Le marché du médicament a considérablement changé ces dix dernières années. Comme n’importe quelle marchandise, le médicament est entré dans la mondialisation. La libre circulation a apporté un certain nombre de dangers dont la perte de contrôle sur la qualité de certains produits aussi bien pour les matières premières que pour les produits finis. C’est ainsi qu’aujourd’hui, on retrouve sur le marché des produits contrefaits et des médicaments de mauvaise qualité (médicaments périmés, mal conservés, non homologués…). La contrefaçon s’applique autant aux médicaments de marque qu’aux médicaments génériques. L’OMS décrit les produits contrefaits comme étant des produits contenant soit le bon principe actif mais en très faible quantité soit un mauvais principe actif, soit aucun principe actif ou encore des produits présentés dans un conditionnement contrefait.

Les médicaments contrefaits sont vendus partout dans le monde (on l’estime à 10% du marché mondial du médicament). Mais le problème est majeur dans les pays en voie de développement «où l’insuffisance du règlement pharmaceutique et souvent aussi la corruption ont ouvert les portes à ce marché préjudiciable et coûteux pour la santé publique», comme l’affirme S. Barbereau dans un article consacré à la contrefaçon des médicaments (1).

Selon Claude Dussart et Jean Tchichoua, chercheurs CNRS au Laboratoire d’analyse des systèmes de santé à l’Université de Lyon, les faux médicaments représenteraient jusqu’à 60% du volume vendu dans certains pays africains (2).

Pourquoi les médicaments contrefaits ont-ils un tel essor? Selon les deux chercheurs du CNRS déjà cités, la population africaine est confrontée à deux problèmes majeurs: la difficulté d’accès aux soins et la perte de confiance dans les établissements de santé dans un contexte sanitaire souvent précaire. «Le coût des médicaments est en effet élevé et disproportionné par rapport au niveau de vie local.
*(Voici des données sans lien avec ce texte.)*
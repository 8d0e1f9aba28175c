use crate::utils::error::InferenceError;
use crate::web::AppState;
use axum::{
    async_trait,
    body::Bytes,
    extract::{multipart::MultipartError, FromRequest, Multipart, Request},
    http::StatusCode,
};

/// 上传图像所在的 multipart 字段名
pub const IMAGE_FIELD: &str = "image";

/// 从 multipart 表单中提取 `image` 字段
///
/// 不检查字段的 Content-Type，格式由解码器判断。
#[derive(Debug, Clone)]
pub struct ImageUpload {
    pub data: Bytes,
    pub file_name: Option<String>,
    pub content_type: Option<String>,
}

#[async_trait]
impl FromRequest<AppState> for ImageUpload {
    type Rejection = InferenceError;

    async fn from_request(req: Request, state: &AppState) -> Result<Self, Self::Rejection> {
        let max_size = state.config.server_config.max_request_size;

        let mut multipart = Multipart::from_request(req, state)
            .await
            .map_err(|e| InferenceError::InvalidInput(format!("Expected multipart form data: {}", e)))?;

        while let Some(mut field) = multipart
            .next_field()
            .await
            .map_err(|e| read_error(e, max_size, "Failed to read multipart field"))?
        {
            let field_name = field.name().unwrap_or("unknown").to_string();
            if field_name != IMAGE_FIELD {
                tracing::debug!("Ignoring unknown field: {}", field_name);
                continue;
            }

            let content_type = field.content_type().map(|s| s.to_string());
            let file_name = field.file_name().map(|s| s.to_string());

            let mut data = Vec::new();
            while let Some(chunk) = field
                .chunk()
                .await
                .map_err(|e| read_error(e, max_size, "Failed to read file data"))?
            {
                data.extend_from_slice(&chunk);
                if data.len() > max_size {
                    return Err(InferenceError::FileTooLarge(data.len(), max_size));
                }
            }

            if data.is_empty() {
                return Err(InferenceError::InvalidInput("Empty file".to_string()));
            }

            tracing::debug!(
                "Received image {:?} ({:?}): {} bytes",
                file_name,
                content_type,
                data.len()
            );
            return Ok(ImageUpload {
                data: Bytes::from(data),
                file_name,
                content_type,
            });
        }

        Err(InferenceError::InvalidInput(format!(
            "No '{}' file provided",
            IMAGE_FIELD
        )))
    }
}

/// 请求体超过 DefaultBodyLimit 时 multipart 读取失败，状态码为 413
fn read_error(err: MultipartError, max_size: usize, context: &str) -> InferenceError {
    if err.status() == StatusCode::PAYLOAD_TOO_LARGE {
        InferenceError::RequestTooLarge(max_size)
    } else {
        InferenceError::InvalidInput(format!("{}: {}", context, err))
    }
}
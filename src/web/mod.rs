pub mod extractors;
pub mod handlers;
pub mod middleware;

use crate::utils::error::InferenceError;
use crate::{models::ModelManager, Config, Result};
use axum::{
    extract::{DefaultBodyLimit, State},
    response::Json,
    routing::{get, post},
    Router,
};
use serde_json::json;
use std::net::SocketAddr;
use std::sync::Arc;
use tokio::net::TcpListener;
use tower_http::cors::CorsLayer;

/// 图像字段之外允许的 multipart 边界和字段头开销
const MULTIPART_OVERHEAD: usize = 64 * 1024;

/// 处理器共享状态（只读）
#[derive(Clone)]
pub struct AppState {
    pub config: Config,
    pub models: Arc<ModelManager>,
}

impl AppState {
    pub fn new(models: Arc<ModelManager>) -> Self {
        Self {
            config: models.config().clone(),
            models,
        }
    }
}

pub async fn serve(config: Config) -> Result<()> {
    // 模型在监听端口之前加载，且只加载一次
    let models = ModelManager::init(config.clone())?;

    let app = create_app(AppState::new(models));

    let addr: SocketAddr = config.bind_addr.parse().map_err(|e| {
        InferenceError::Config(format!("Invalid bind address {}: {}", config.bind_addr, e))
    })?;

    tracing::info!("Server starting on http://{}", addr);
    tracing::info!("API endpoints:");
    tracing::info!("  POST /predict     - Vehicle/cyclist classification");
    tracing::info!("  POST /detect-yolo - YOLO detection with vehicle/cyclist counts");
    tracing::info!("  GET  /health      - Health check");
    tracing::info!("  GET  /api/info    - Service information");

    let listener = TcpListener::bind(&addr).await.map_err(|e| {
        InferenceError::Internal(format!("Failed to bind to address {}: {}", addr, e))
    })?;

    axum::serve(listener, app)
        .await
        .map_err(|e| InferenceError::Internal(format!("Server failed to start: {}", e)))?;

    Ok(())
}

pub fn create_app(state: AppState) -> Router {
    // 超限在 ImageUpload 中转成 JSON 错误，且发生在模型检查之后
    let body_limit = state.config.server_config.max_request_size + MULTIPART_OVERHEAD;

    Router::new()
        .route("/predict", post(handlers::predict_handler))
        .route("/detect-yolo", post(handlers::detect_handler))
        .route("/health", get(health_handler))
        .route("/api/info", get(info_handler))
        .layer(DefaultBodyLimit::max(body_limit))
        .layer(axum::middleware::from_fn(middleware::request_logging))
        .layer(CorsLayer::permissive())
        .with_state(state)
}

/// 健康检查端点
async fn health_handler(State(state): State<AppState>) -> Json<serde_json::Value> {
    Json(json!({
        "status": "ok",
        "classifier_loaded": state.models.has_classifier(),
        "detector_loaded": state.models.has_detector(),
        "timestamp": chrono::Utc::now().to_rfc3339(),
        "version": env!("CARGO_PKG_VERSION")
    }))
}

/// 服务信息端点
async fn info_handler(State(state): State<AppState>) -> Json<serde_json::Value> {
    Json(json!({
        "service": "Roadwise Inference Service",
        "version": env!("CARGO_PKG_VERSION"),
        "description": env!("CARGO_PKG_DESCRIPTION"),
        "models": state.models.get_stats(),
        "routes": ["/predict", "/detect-yolo", "/health", "/api/info"]
    }))
}
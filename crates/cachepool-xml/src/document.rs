//! Whole configuration documents.

use tracing::{debug, info};

use cachepool_error::{XmlConfigurationError, XmlResult};
use cachepool_types::ResourcePoolsBuilder;

use crate::codec::CoreSchemaCodec;
use crate::dom::XmlElement;
use crate::parser::ResourceConfigurationParser;
use crate::schema;
use crate::template::{CacheTemplate, CacheType};

fn is_cache(element: &XmlElement, codec: &CoreSchemaCodec) -> bool {
    let ns = codec.namespace();
    element.is(ns, schema::CACHE) || element.is(ns, schema::CACHE_TEMPLATE)
}

fn check_root(root: &XmlElement, codec: &CoreSchemaCodec) -> XmlResult<()> {
    if root.is(codec.namespace(), schema::CONFIG) {
        Ok(())
    } else {
        Err(XmlConfigurationError::Document(format!(
            "expected a <{}> root in {}, found {}",
            schema::CONFIG,
            codec.namespace(),
            root
        )))
    }
}

/// Every cache and cache template of a `<config>` root, in document order
pub fn read_cache_templates(root: &XmlElement, codec: &CoreSchemaCodec) -> XmlResult<Vec<CacheTemplate>> {
    check_root(root, codec)?;
    root.children()
        .iter()
        .filter(|child| is_cache(child, codec))
        .map(|child| CacheTemplate::from_element(child, codec))
        .collect()
}

/// Rewrite the resources of every cache in canonical form.
///
/// Each cache declaring resources is parsed and written back; caches that
/// take their tiers from a template are left untouched.
pub fn normalize_resources(root: &XmlElement, parser: &ResourceConfigurationParser) -> XmlResult<XmlElement> {
    let codec = parser.codec();
    check_root(root, codec)?;

    let mut normalized = root.shallow_clone();
    for child in root.children() {
        if !is_cache(child, codec) {
            normalized.push_child(child.clone());
            continue;
        }

        let template = CacheTemplate::from_element(child, codec)?;
        if !template.declares_resources() {
            debug!(cache = %template.id(), "no resources declared, keeping element");
            normalized.push_child(child.clone());
            continue;
        }

        let pools = parser.parse_resource_configuration(
            &template,
            ResourcePoolsBuilder::new_resource_pools_builder(),
        )?;
        let cache = parser.unparse_resource_configuration(&pools, CacheType::from_element(child, codec)?)?;
        normalized.push_child(cache.to_element());
    }

    info!(caches = root.children().iter().filter(|c| is_cache(c, codec)).count(), "normalized configuration");
    Ok(normalized)
}
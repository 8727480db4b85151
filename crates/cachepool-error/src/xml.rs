// XML configuration error types
// Raised by cachepool-xml while reading, writing and translating resources

use std::any::Any;
use thiserror::Error;
use crate::{CachePoolError, ErrorCode, ErrorDomain, PoolError};

/// XML error codes
pub mod codes {
    use crate::ErrorCode;

    // XML error codes start with 3000
    pub const NO_RESOURCES: ErrorCode = ErrorCode(3001);
    pub const UNKNOWN_NAMESPACE: ErrorCode = ErrorCode(3002);
    pub const UNMARSHAL: ErrorCode = ErrorCode(3003);
    pub const MARSHAL: ErrorCode = ErrorCode(3004);
    pub const DOCUMENT: ErrorCode = ErrorCode(3005);
    pub const POOL: ErrorCode = ErrorCode(3006);
    pub const DUPLICATE_REGISTRATION: ErrorCode = ErrorCode(3007);
    pub const EXTENSION: ErrorCode = ErrorCode(3008);
    pub const SETTINGS: ErrorCode = ErrorCode(3009);
    pub const IO: ErrorCode = ErrorCode(3010);
    pub const INTERNAL_CONSISTENCY: ErrorCode = ErrorCode(3999);
}

/// Errors raised by the XML configuration layer
#[derive(Error, Debug)]
pub enum XmlConfigurationError {
    /// A cache declared neither a heap shorthand nor any resource
    #[error("No resources defined for the cache: {cache_id}")]
    NoResources { cache_id: String },

    /// No extension parser owns the element's namespace
    #[error("Can't find parser for namespace: {namespace}")]
    UnknownNamespace { namespace: String },

    /// A core element could not be decoded into its value object
    #[error("Can't decode resource {element}: {reason}")]
    Unmarshal { element: String, reason: String },

    /// A value object could not be encoded into an element
    #[error("Can't encode resource {resource}: {reason}")]
    Marshal { resource: String, reason: String },

    /// The XML text itself is malformed
    #[error("Malformed XML document: {0}")]
    Document(String),

    /// The decoded pool was rejected by the resource model
    #[error("Invalid resource pool: {0}")]
    Pool(#[from] PoolError),

    /// Two extension parsers claimed the same namespace or pool type
    #[error("Duplicate extension {kind} registration: {key}")]
    DuplicateRegistration { kind: &'static str, key: String },

    /// An extension parser rejected its element or pool
    #[error("Extension {namespace} failed: {reason}")]
    Extension { namespace: String, reason: String },

    /// Parser settings could not be loaded or stored
    #[error("Invalid parser settings: {0}")]
    Settings(String),

    #[error("IO error: {0}")]
    Io(#[from] std::io::Error),

    /// The resource model and the translation code disagree
    #[error("Internal consistency failure: {0}")]
    InternalConsistency(String),
}

impl CachePoolError for XmlConfigurationError {
    fn code(&self) -> ErrorCode {
        use codes::*;
        match self {
            XmlConfigurationError::NoResources { .. } => NO_RESOURCES,
            XmlConfigurationError::UnknownNamespace { .. } => UNKNOWN_NAMESPACE,
            XmlConfigurationError::Unmarshal { .. } => UNMARSHAL,
            XmlConfigurationError::Marshal { .. } => MARSHAL,
            XmlConfigurationError::Document(_) => DOCUMENT,
            XmlConfigurationError::Pool(_) => POOL,
            XmlConfigurationError::DuplicateRegistration { .. } => DUPLICATE_REGISTRATION,
            XmlConfigurationError::Extension { .. } => EXTENSION,
            XmlConfigurationError::Settings(_) => SETTINGS,
            XmlConfigurationError::Io(_) => IO,
            XmlConfigurationError::InternalConsistency(_) => INTERNAL_CONSISTENCY,
        }
    }

    fn domain(&self) -> ErrorDomain {
        match self {
            XmlConfigurationError::Io(_) => ErrorDomain::External,
            _ => ErrorDomain::Xml,
        }
    }

    fn is_defect(&self) -> bool {
        matches!(self, XmlConfigurationError::InternalConsistency(_))
    }

    fn as_any(&self) -> &dyn Any {
        self
    }
}

/// Convenient Result type for XML configuration operations
pub type XmlResult<T> = Result<T, XmlConfigurationError>;

// Helper methods for creating XML errors
impl XmlConfigurationError {
    pub fn no_resources(cache_id: impl Into<String>) -> Self {
        XmlConfigurationError::NoResources { cache_id: cache_id.into() }
    }

    pub fn unknown_namespace(namespace: impl Into<String>) -> Self {
        XmlConfigurationError::UnknownNamespace { namespace: namespace.into() }
    }

    pub fn unmarshal(element: impl Into<String>, reason: impl Into<String>) -> Self {
        XmlConfigurationError::Unmarshal {
            element: element.into(),
            reason: reason.into(),
        }
    }

    pub fn marshal(resource: impl Into<String>, reason: impl Into<String>) -> Self {
        XmlConfigurationError::Marshal {
            resource: resource.into(),
            reason: reason.into(),
        }
    }

    pub fn extension(namespace: impl Into<String>, reason: impl Into<String>) -> Self {
        XmlConfigurationError::Extension {
            namespace: namespace.into(),
            reason: reason.into(),
        }
    }

    pub fn internal(reason: impl Into<String>) -> Self {
        XmlConfigurationError::InternalConsistency(reason.into())
    }
}

#[cfg(test)]
mod tests {
    use super::*;

    #[test]
    fn test_internal_consistency_is_defect() {
        let err = XmlConfigurationError::internal("core pool without size");
        assert!(err.is_defect());
        assert_eq!(err.code(), codes::INTERNAL_CONSISTENCY);
    }

    #[test]
    fn test_user_errors_are_not_defects() {
        let errors = vec![
            XmlConfigurationError::no_resources("foo"),
            XmlConfigurationError::unknown_namespace("urn:example:unknown"),
            XmlConfigurationError::unmarshal("<heap>", "not a number"),
            XmlConfigurationError::from(PoolError::UnknownUnit("XB".to_string())),
        ];
        for err in errors {
            assert!(!err.is_defect(), "{} should not be a defect", err);
        }
    }

    #[test]
    fn test_messages_name_the_offender() {
        let err = XmlConfigurationError::unknown_namespace("urn:example:unknown");
        assert!(err.to_string().contains("urn:example:unknown"));

        let err = XmlConfigurationError::no_resources("foo");
        assert_eq!(err.to_string(), "No resources defined for the cache: foo");
    }

    #[test]
    fn test_io_errors_are_external() {
        let err = XmlConfigurationError::from(std::io::Error::new(std::io::ErrorKind::NotFound, "gone"));
        assert_eq!(err.domain(), ErrorDomain::External);
    }
}
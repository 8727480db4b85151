// Resource model error types
// Raised by cachepool-types while building pools and pool collections

use std::any::Any;
use thiserror::Error;
use crate::{CachePoolError, ErrorCode, ErrorDomain};

/// Pool error codes
pub mod codes {
    use crate::ErrorCode;

    // Types error codes start with 2000
    pub const DUPLICATE_POOL: ErrorCode = ErrorCode(2001);
    pub const INCOMPATIBLE_UNIT: ErrorCode = ErrorCode(2002);
    pub const NOT_PERSISTABLE: ErrorCode = ErrorCode(2003);
    pub const UNKNOWN_UNIT: ErrorCode = ErrorCode(2004);
}

/// Errors raised while describing resource pools
#[derive(Error, Debug, Clone, PartialEq, Eq)]
pub enum PoolError {
    /// A pool for this resource type is already part of the collection
    #[error("Can not add '{attempted}'; configuration already contains '{existing}'")]
    DuplicatePool { existing: String, attempted: String },

    /// The unit cannot size this resource type
    #[error("Resource type {resource} cannot be sized in '{unit}'")]
    IncompatibleUnit { resource: String, unit: String },

    /// Persistence requested on a type that cannot persist
    #[error("Resource type {resource} cannot be persistent")]
    NotPersistable { resource: String },

    /// Unit name matches neither the count unit nor a memory unit
    #[error("Unrecognized resource unit: {0}")]
    UnknownUnit(String),
}

impl CachePoolError for PoolError {
    fn code(&self) -> ErrorCode {
        use codes::*;
        match self {
            PoolError::DuplicatePool { .. } => DUPLICATE_POOL,
            PoolError::IncompatibleUnit { .. } => INCOMPATIBLE_UNIT,
            PoolError::NotPersistable { .. } => NOT_PERSISTABLE,
            PoolError::UnknownUnit(_) => UNKNOWN_UNIT,
        }
    }

    fn domain(&self) -> ErrorDomain {
        ErrorDomain::Types
    }

    fn as_any(&self) -> &dyn Any {
        self
    }
}

/// Convenient Result type for pool operations
pub type PoolResult<T> = Result<T, PoolError>;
S’y ajoute la politique obligatoire de recouvrement des coûts dans les services publics de santé, aggravée par la défaillance du système de protection sociale. Les populations sont contraintes de se tourner massivement vers le marché parallèle du médicament avec des conséquences dramatiques en termes de santé publique. L’achat de produits illicites, falsifiés, dangereux ou prohibés se double du danger social que représente l’émergence récente d’une mafia du médicament, sans oublier la prolifération de faux guérisseurs traditionnels attirés par l’appât du gain».

 

Des solutions?

Au début des années 90, l’apparition du marché illicite a été considérée comme un problème marginal qui pourrait rapidement être assaini par une répression constante et une législation efficace. Des actions ponctuelles, notamment des opérations policières et des saisies ont été réalisées ça et là, mais sans grands résultats (3).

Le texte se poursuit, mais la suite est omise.